• What the task asks: Please tally the lines below that contain the string "tests" and reply with that figure only.

Stored data
* * *

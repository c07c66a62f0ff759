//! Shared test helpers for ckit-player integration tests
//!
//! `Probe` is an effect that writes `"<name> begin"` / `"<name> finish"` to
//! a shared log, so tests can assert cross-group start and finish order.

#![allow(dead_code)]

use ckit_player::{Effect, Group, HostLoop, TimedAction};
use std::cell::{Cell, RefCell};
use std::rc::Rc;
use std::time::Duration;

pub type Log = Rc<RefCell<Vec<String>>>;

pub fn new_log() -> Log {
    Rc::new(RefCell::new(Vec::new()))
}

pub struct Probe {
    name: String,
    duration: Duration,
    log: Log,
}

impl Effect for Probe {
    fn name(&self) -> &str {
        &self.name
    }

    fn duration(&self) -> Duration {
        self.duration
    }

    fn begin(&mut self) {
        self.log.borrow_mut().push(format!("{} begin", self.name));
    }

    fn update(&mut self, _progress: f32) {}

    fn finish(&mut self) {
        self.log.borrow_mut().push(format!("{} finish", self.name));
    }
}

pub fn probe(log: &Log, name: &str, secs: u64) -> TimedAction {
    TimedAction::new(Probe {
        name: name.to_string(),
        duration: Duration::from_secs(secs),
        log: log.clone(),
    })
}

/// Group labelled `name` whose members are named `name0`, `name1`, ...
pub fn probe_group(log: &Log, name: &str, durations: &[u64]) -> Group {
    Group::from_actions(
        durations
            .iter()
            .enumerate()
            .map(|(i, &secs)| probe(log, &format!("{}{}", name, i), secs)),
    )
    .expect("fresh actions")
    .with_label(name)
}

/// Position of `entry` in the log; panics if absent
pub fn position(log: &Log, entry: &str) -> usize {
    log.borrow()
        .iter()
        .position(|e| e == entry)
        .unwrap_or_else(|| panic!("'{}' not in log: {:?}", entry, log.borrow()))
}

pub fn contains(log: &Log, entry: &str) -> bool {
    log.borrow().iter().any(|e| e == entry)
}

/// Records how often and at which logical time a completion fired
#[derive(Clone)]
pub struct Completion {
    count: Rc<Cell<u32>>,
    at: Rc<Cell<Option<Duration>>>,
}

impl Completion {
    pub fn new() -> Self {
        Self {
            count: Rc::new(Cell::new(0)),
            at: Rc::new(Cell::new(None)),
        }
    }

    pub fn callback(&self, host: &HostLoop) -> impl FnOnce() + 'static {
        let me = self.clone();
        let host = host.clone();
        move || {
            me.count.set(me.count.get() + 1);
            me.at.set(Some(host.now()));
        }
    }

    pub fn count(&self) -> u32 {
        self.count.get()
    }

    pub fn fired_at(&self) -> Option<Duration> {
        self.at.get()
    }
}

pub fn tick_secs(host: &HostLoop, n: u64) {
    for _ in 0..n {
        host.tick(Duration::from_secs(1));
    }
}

* * *

• Response: 2